> **Data supplied**
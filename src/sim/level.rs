//! Arena contents: walls, oscillating obstacles, coins and the goal zone

use serde::{Deserialize, Serialize};

use super::collision::{circle_rectangle_collision, get_distance, rectangle_collision};
use super::geom::{Circle, HasBounds, HasCircleBounds, Point, Rect};
use crate::consts::{COIN_PICKUP_TOLERANCE, COIN_PULSE_AMPLITUDE, COIN_PULSE_STEP};
use crate::levels::{CoinData, LevelData, ObstacleData};

/// A circle bouncing back and forth inside its oscillation box.
///
/// Obstacles pass through walls; only the player collides with them.
#[derive(Debug, Clone, PartialEq, Serialize, Deserialize)]
pub struct Obstacle {
    pub x: f32,
    pub y: f32,
    pub radius: f32,
    pub speed_x: f32,
    pub speed_y: f32,
    pub min_x: f32,
    pub max_x: f32,
    pub min_y: f32,
    pub max_y: f32,
}

impl Obstacle {
    pub fn update(&mut self) {
        self.x += self.speed_x;
        self.y += self.speed_y;

        if self.x <= self.min_x || self.x >= self.max_x {
            self.speed_x = -self.speed_x;
        }
        if self.y <= self.min_y || self.y >= self.max_y {
            self.speed_y = -self.speed_y;
        }

        // min/max rather than clamp: inverted bounds pin to min instead of panicking
        self.x = self.x.min(self.max_x).max(self.min_x);
        self.y = self.y.min(self.max_y).max(self.min_y);
    }
}

impl From<&ObstacleData> for Obstacle {
    fn from(d: &ObstacleData) -> Self {
        Self {
            x: d.x,
            y: d.y,
            radius: d.radius,
            speed_x: d.speed_x,
            speed_y: d.speed_y,
            min_x: d.min_x,
            max_x: d.max_x,
            min_y: d.min_y,
            max_y: d.max_y,
        }
    }
}

impl HasCircleBounds for Obstacle {
    fn circle(&self) -> Circle {
        Circle::new(self.x, self.y, self.radius)
    }
}

/// A collectible coin with a pulsing display radius
#[derive(Debug, Clone, PartialEq, Serialize, Deserialize)]
pub struct Coin {
    pub x: f32,
    pub y: f32,
    pub radius: f32,
    pub collected: bool,
    /// Animation phase (radians), cosmetic only
    pub pulse_phase: f32,
}

impl Coin {
    pub fn new(x: f32, y: f32, radius: f32) -> Self {
        Self {
            x,
            y,
            radius,
            collected: false,
            pulse_phase: 0.0,
        }
    }

    /// Advance the pulse animation
    pub fn update(&mut self) {
        self.pulse_phase += COIN_PULSE_STEP;
    }

    /// Radius to draw at. Pickup always uses the base radius.
    pub fn display_radius(&self) -> f32 {
        self.radius * (1.0 + self.pulse_phase.sin() * COIN_PULSE_AMPLITUDE)
    }
}

impl From<&CoinData> for Coin {
    fn from(d: &CoinData) -> Self {
        Coin::new(d.x, d.y, d.radius)
    }
}

impl HasCircleBounds for Coin {
    fn circle(&self) -> Circle {
        Circle::new(self.x, self.y, self.radius)
    }
}

/// One loaded level. Walls, goal and bounds never change after load.
#[derive(Debug, Clone, Serialize, Deserialize)]
pub struct Level {
    pub player_start: Point,
    pub bounds: Rect,
    pub goal_zone: Rect,
    pub walls: Vec<Rect>,
    pub obstacles: Vec<Obstacle>,
    pub coins: Vec<Coin>,
}

impl Level {
    pub fn new(data: &LevelData) -> Self {
        Self {
            player_start: Point::new(data.player_start.x, data.player_start.y),
            bounds: data.level_bounds,
            goal_zone: data.goal_zone,
            walls: data.walls.clone(),
            obstacles: data.obstacles.iter().map(Obstacle::from).collect(),
            coins: data.coins.iter().map(Coin::from).collect(),
        }
    }

    /// Advance obstacles and coin animation by one tick
    pub fn update(&mut self) {
        for obstacle in &mut self.obstacles {
            obstacle.update();
        }
        for coin in &mut self.coins {
            coin.update();
        }
    }

    /// Index of the first obstacle touching `player`
    pub fn check_player_obstacle_collision(&self, player: &impl HasBounds) -> Option<usize> {
        let bounds = player.bounds();
        self.obstacles
            .iter()
            .position(|o| circle_rectangle_collision(&o.circle(), &bounds))
    }

    /// Collect at most one coin near the player's centre.
    ///
    /// Returns the index of the coin collected this call.
    pub fn check_player_coin_collision(&mut self, player: &impl HasBounds) -> Option<usize> {
        let center = player.center();
        let index = self.coins.iter().position(|coin| {
            !coin.collected
                && get_distance(center, coin.circle().center())
                    < coin.radius + COIN_PICKUP_TOLERANCE
        })?;
        self.coins[index].collected = true;
        Some(index)
    }

    pub fn check_player_goal_collision(&self, player: &impl HasBounds) -> bool {
        rectangle_collision(&player.bounds(), &self.goal_zone)
    }

    /// Vacuously true for a level without coins
    pub fn all_coins_collected(&self) -> bool {
        self.coins.iter().all(|c| c.collected)
    }

    pub fn collected_coins(&self) -> usize {
        self.coins.iter().filter(|c| c.collected).count()
    }

    pub fn total_coins(&self) -> usize {
        self.coins.len()
    }

    pub fn remaining_coins(&self) -> usize {
        self.total_coins() - self.collected_coins()
    }

    pub fn reset_coins(&mut self) {
        for coin in &mut self.coins {
            coin.collected = false;
        }
    }
}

> **Exercise requirements**
Lines that include the word "crate" are to be extracted from the data above.

> **Task output**
use crate::consts::{COIN_PICKUP_TOLERANCE, COIN_PULSE_AMPLITUDE, COIN_PULSE_STEP};
use crate::levels::{CoinData, LevelData, ObstacleData};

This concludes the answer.